MOSCOW DEATH BRIGADE / JAWLESS – New Cross Inn

What can I say about Moscow Death Brigade, or indeed the last two years, that I haven’t already said before. Well, friends, you and I are about to find out. I am pretty sure I kick off most of my pieces with some kind of mind-numbing reassessment of the global coronavirus pandemic, its attendant lockdowns, my ill-advised dalliance(s) with nutmeg (what??) etc. but unfortunately for everyone I love repeating myself. While the pandemic might be, to all official intents and purposes, over in the United Kingdom- in the immortal words of Timi Yuro ‘it’ll never be over for me.’ So here we go: there were two shows that were postponed for me that were bigger than the rest. The first, the alpha and omega, was Bauhaus. That came on a glorious Halloween eve last year. The second was this. Moscow Death Brigade. Early in 2020 when I saw they were playing in London I got my ticket the day they went on sale. With certain artists I get consumed with panic that their shows will sell out immediately- because they are so good why wouldn’t every cunt in London and its surrounding commutable environs jump on a ticket? My initial horror that I would have to travel to South London for the show was quickly subsumed by sheer gratitude that I would soon get to see them again. I would direct you to my 2020 review of Bad Accent Anthems  for my unbridled enthusiasm after seeing them at Boomtown in 2019. A brilliant show that was totally worth running up and down the hill to Town Centre multiple times making sure we were in the right place. They were also announced for Roskilde Festival 2020, the single best announcement on what was otherwise an unconvincing line-up for that year. After I saw they weren’t on the line-up for 2022 I decided to sell my ticket (as much as I would genuinely like to have seen Dua Lipa again.)

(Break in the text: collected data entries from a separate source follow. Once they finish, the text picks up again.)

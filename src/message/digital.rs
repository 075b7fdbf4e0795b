//! Message 31: generic digital radar data

use bytes::Bytes;
use tracing::{trace, warn};

use super::moment::{Moment, MomentBlock};
use crate::archive::format::{
    ELEVATION_DATA_BLOCK, GENERIC_DATA_BLOCK, MSG31_HEADER, MSG31_POINTER_FIELDS,
    RADIAL_DATA_BLOCK, VOLUME_DATA_BLOCK,
};
use crate::schema::Fields;
use crate::{DecodeError, Result};

/// Length of the type byte plus three-character name that opens every block
const BLOCK_TAG_SIZE: usize = 4;

/// Fixed part of a message 31 radial
#[derive(Debug, Clone, PartialEq)]
pub struct DigitalHeader {
    /// Radar identifier
    pub id: String,
    /// Collection time in milliseconds past midnight
    pub collect_ms: u32,
    /// Collection date (modified Julian)
    pub collect_date: u16,
    /// Radial number within the elevation scan
    pub azimuth_number: u16,
    /// Azimuth angle (deg)
    pub azimuth_angle: f32,
    /// Compression indicator
    pub compress_flag: u8,
    /// Uncompressed radial length in bytes
    pub radial_length: u16,
    /// Azimuthal spacing code (1 = 0.5 deg, 2 = 1.0 deg)
    pub azimuth_resolution: u8,
    /// Radial status (start/end of elevation or volume)
    pub radial_spacing: u8,
    /// Elevation number within the volume
    pub elevation_number: u8,
    /// Sector number within the cut
    pub cut_sector: u8,
    /// Elevation angle (deg)
    pub elevation_angle: f32,
    /// Spot blanking status
    pub radial_blanking: u8,
    /// Azimuth indexing mode
    pub azimuth_mode: i8,
    /// Number of data blocks that follow
    pub block_count: u16,
    /// Block offsets relative to the start of this header
    pub block_pointers: Vec<u32>,
}

impl DigitalHeader {
    fn from_fields(fields: &Fields<'_>) -> Result<Self> {
        let block_pointers = MSG31_POINTER_FIELDS
            .iter()
            .map(|&name| fields.u32(name))
            .collect::<Result<Vec<_>>>()?;

        Ok(Self {
            id: fields.text("id")?,
            collect_ms: fields.u32("collect_ms")?,
            collect_date: fields.u16("collect_date")?,
            azimuth_number: fields.u16("azimuth_number")?,
            azimuth_angle: fields.f32("azimuth_angle")?,
            compress_flag: fields.u8("compress_flag")?,
            radial_length: fields.u16("radial_length")?,
            azimuth_resolution: fields.u8("azimuth_resolution")?,
            radial_spacing: fields.u8("radial_spacing")?,
            elevation_number: fields.u8("elevation_number")?,
            cut_sector: fields.u8("cut_sector")?,
            elevation_angle: fields.f32("elevation_angle")?,
            radial_blanking: fields.u8("radial_blanking")?,
            azimuth_mode: fields.i8("azimuth_mode")?,
            block_count: fields.u16("block_count")?,
            block_pointers,
        })
    }

    /// Pointers to the blocks actually present
    ///
    /// Zero pointers are unused slots. Only the first `block_count` non-zero
    /// pointers are honored.
    pub fn active_pointers(&self) -> impl Iterator<Item = usize> + '_ {
        self.block_pointers
            .iter()
            .filter(|&&p| p != 0)
            .take(usize::from(self.block_count))
            .map(|&p| p as usize)
    }
}

/// Volume data constant block (`VOL`)
#[derive(Debug, Clone, PartialEq)]
pub struct VolumeBlock {
    /// ICD major version
    pub version_major: u8,
    /// ICD minor version
    pub version_minor: u8,
    /// Site latitude (deg)
    pub lat: f32,
    /// Site longitude (deg)
    pub lon: f32,
    /// Site height above sea level (m)
    pub height: i16,
    /// Feedhorn height above ground (m)
    pub feedhorn_height: u16,
    /// Reflectivity calibration (dB)
    pub refl_calib: f32,
    /// Horizontal transmitter power (kW)
    pub power_h: f32,
    /// Vertical transmitter power (kW)
    pub power_v: f32,
    /// ZDR system calibration (dB)
    pub diff_refl_calib: f32,
    /// Initial system differential phase (deg)
    pub init_phase: f32,
    /// Volume coverage pattern number
    pub vcp: u16,
}

impl VolumeBlock {
    fn from_fields(fields: &Fields<'_>) -> Result<Self> {
        Ok(Self {
            version_major: fields.u8("version_major")?,
            version_minor: fields.u8("version_minor")?,
            lat: fields.f32("lat")?,
            lon: fields.f32("lon")?,
            height: fields.i16("height")?,
            feedhorn_height: fields.u16("feedhorn_height")?,
            refl_calib: fields.f32("refl_calib")?,
            power_h: fields.f32("power_h")?,
            power_v: fields.f32("power_v")?,
            diff_refl_calib: fields.f32("diff_refl_calib")?,
            init_phase: fields.f32("init_phase")?,
            vcp: fields.u16("vcp")?,
        })
    }
}

/// Elevation data constant block (`ELV`)
#[derive(Debug, Clone, PartialEq)]
pub struct ElevationBlock {
    /// Atmospheric attenuation factor (0.001 dB/km)
    pub atmos: i16,
    /// Scaling constant used by the signal processor (dB)
    pub refl_calib: f32,
}

/// Radial data constant block (`RAD`)
#[derive(Debug, Clone, PartialEq)]
pub struct RadialBlock {
    /// Unambiguous range (0.1 km)
    pub unambig_range: i16,
    /// Horizontal noise level (dBm)
    pub noise_level_h: f32,
    /// Vertical noise level (dBm)
    pub noise_level_v: f32,
    /// Nyquist velocity (0.01 m/s)
    pub nyquist_vel: i16,
}

/// A decoded message 31 radial
#[derive(Debug, Clone)]
pub struct DigitalRadial {
    /// Fixed header
    pub header: DigitalHeader,
    /// `VOL` block, if present
    pub volume: Option<VolumeBlock>,
    /// `ELV` block, if present
    pub elevation: Option<ElevationBlock>,
    /// `RAD` block, if present
    pub radial: Option<RadialBlock>,
    /// Moment blocks in pointer order
    pub moments: Vec<MomentBlock>,
}

/// Decode a message 31 body
///
/// `body` starts at the message 31 header, immediately after the message
/// header. Gate samples are sliced from `body` without copying.
pub(crate) fn decode(body: &Bytes) -> Result<DigitalRadial> {
    let header = DigitalHeader::from_fields(&MSG31_HEADER.decode(body)?)?;

    let mut radial = DigitalRadial {
        volume: None,
        elevation: None,
        radial: None,
        moments: Vec::with_capacity(usize::from(header.block_count)),
        header,
    };

    let pointers: Vec<usize> = radial.header.active_pointers().collect();
    for ptr in pointers {
        let tag = body.get(ptr..ptr + BLOCK_TAG_SIZE).ok_or(DecodeError::Truncated {
            context: "message 31 block tag",
            offset: ptr,
            needed: BLOCK_TAG_SIZE,
            available: body.len().saturating_sub(ptr),
        })?;
        let name = String::from_utf8_lossy(&tag[1..]).trim_end().to_string();

        match name.as_str() {
            "VOL" => {
                let fields = VOLUME_DATA_BLOCK.decode_at(body, ptr)?;
                radial.volume = Some(VolumeBlock::from_fields(&fields)?);
            }
            "ELV" => {
                let fields = ELEVATION_DATA_BLOCK.decode_at(body, ptr)?;
                radial.elevation = Some(ElevationBlock {
                    atmos: fields.i16("atmos")?,
                    refl_calib: fields.f32("refl_calib")?,
                });
            }
            "RAD" => {
                let fields = RADIAL_DATA_BLOCK.decode_at(body, ptr)?;
                radial.radial = Some(RadialBlock {
                    unambig_range: fields.i16("unambig_range")?,
                    noise_level_h: fields.f32("noise_level_h")?,
                    noise_level_v: fields.f32("noise_level_v")?,
                    nyquist_vel: fields.i16("nyquist_vel")?,
                });
            }
            other => match Moment::from_name(other) {
                Some(moment) => {
                    if let Some(block) = decode_moment(body, ptr, moment)? {
                        radial.moments.push(block);
                    }
                }
                None => trace!("Ignoring unknown message 31 block {:?} at {}", other, ptr),
            },
        }
    }

    Ok(radial)
}

fn decode_moment(body: &Bytes, ptr: usize, moment: Moment) -> Result<Option<MomentBlock>> {
    let fields = GENERIC_DATA_BLOCK.decode_at(body, ptr)?;
    let ngates = fields.u16("ngates")?;
    let word_size = fields.u8("word_size")?;

    let width = match word_size {
        8 => 1,
        16 => 2,
        other => {
            warn!("Skipping {} block with unsupported word size {}", moment, other);
            return Ok(None);
        }
    };

    let start = ptr + GENERIC_DATA_BLOCK.size();
    let end = (start + usize::from(ngates) * width).min(body.len());
    let data = if start < end {
        body.slice(start..end)
    } else {
        Bytes::new()
    };

    Ok(Some(MomentBlock {
        moment,
        ngates,
        first_gate: i32::from(fields.i16("first_gate")?),
        gate_spacing: i32::from(fields.i16("gate_spacing")?),
        thresh: fields.i16("thresh")?,
        snr_thresh: fields.i16("snr_thresh")?,
        flags: fields.u8("flags")?,
        word_size,
        scale: fields.f32("scale")?,
        offset: fields.f32("offset")?,
        data,
    }))
}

While sadly they are a man down from their usual three, they make up for it by joining forces for the UK leg of the tour with the legendary, and utterly lovely, Kieran Plunkett of the Restarts. Rather unfortunately Kieran had broken his arm in a bicycle-related incident just before, but that was hardly enough to slow him down and he gives it his all on stage for what is a brilliant, in the words of the Brigade themselves, punk/rap collaboration.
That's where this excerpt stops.